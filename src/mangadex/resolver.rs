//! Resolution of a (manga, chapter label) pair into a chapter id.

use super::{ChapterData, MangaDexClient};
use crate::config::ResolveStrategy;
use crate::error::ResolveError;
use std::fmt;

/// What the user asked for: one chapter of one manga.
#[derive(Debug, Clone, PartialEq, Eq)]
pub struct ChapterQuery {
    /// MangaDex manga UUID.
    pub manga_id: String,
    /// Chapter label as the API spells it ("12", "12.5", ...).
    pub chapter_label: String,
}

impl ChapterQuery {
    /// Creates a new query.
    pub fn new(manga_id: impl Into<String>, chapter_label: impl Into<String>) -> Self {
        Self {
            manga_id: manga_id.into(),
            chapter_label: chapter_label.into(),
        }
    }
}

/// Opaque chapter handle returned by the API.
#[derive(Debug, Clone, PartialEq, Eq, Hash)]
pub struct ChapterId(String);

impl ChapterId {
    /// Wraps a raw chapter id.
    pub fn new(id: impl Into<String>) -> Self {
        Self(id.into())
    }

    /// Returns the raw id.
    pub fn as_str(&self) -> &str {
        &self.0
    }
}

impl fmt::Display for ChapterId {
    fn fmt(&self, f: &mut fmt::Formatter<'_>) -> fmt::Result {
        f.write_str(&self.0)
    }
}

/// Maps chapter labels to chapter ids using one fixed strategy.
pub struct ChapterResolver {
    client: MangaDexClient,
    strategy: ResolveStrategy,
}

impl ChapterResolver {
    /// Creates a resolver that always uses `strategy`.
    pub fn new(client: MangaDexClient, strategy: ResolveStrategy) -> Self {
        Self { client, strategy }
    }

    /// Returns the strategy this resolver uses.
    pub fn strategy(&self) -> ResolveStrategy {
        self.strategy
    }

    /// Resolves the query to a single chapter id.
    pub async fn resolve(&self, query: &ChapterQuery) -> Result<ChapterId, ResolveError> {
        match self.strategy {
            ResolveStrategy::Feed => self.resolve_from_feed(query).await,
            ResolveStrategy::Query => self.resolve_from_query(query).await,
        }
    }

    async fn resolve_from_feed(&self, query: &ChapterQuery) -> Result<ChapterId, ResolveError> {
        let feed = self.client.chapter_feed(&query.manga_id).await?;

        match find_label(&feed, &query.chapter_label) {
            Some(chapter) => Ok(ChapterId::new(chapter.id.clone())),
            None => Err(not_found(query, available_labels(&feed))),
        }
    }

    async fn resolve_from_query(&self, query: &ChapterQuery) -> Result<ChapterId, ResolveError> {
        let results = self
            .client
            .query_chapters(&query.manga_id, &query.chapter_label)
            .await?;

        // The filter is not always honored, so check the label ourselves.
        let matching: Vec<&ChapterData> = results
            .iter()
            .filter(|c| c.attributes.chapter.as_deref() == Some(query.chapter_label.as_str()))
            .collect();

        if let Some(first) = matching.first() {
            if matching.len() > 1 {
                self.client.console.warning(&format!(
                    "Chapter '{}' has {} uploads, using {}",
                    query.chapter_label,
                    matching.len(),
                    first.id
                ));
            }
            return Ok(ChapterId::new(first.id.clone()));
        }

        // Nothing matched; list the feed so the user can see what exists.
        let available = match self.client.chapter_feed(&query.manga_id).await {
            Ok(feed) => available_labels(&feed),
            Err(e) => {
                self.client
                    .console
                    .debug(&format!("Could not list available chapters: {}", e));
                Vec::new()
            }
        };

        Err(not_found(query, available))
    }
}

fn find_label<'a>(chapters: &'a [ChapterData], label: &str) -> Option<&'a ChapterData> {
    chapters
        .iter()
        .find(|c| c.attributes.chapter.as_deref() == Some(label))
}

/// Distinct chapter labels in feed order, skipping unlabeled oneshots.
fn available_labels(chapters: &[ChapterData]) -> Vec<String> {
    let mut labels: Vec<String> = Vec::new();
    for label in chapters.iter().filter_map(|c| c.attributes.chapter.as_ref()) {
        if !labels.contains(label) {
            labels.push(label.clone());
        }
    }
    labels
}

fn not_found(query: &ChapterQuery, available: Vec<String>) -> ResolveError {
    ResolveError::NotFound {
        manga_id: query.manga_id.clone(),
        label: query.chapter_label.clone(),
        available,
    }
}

==================================================

» **Your objective**
Wherever the word "MangaDexClient" appears in the listing, copy the line that holds it.

» **Problem solution**
use super::{ChapterData, MangaDexClient};
    client: MangaDexClient,
    pub fn new(client: MangaDexClient, strategy: ResolveStrategy) -> Self {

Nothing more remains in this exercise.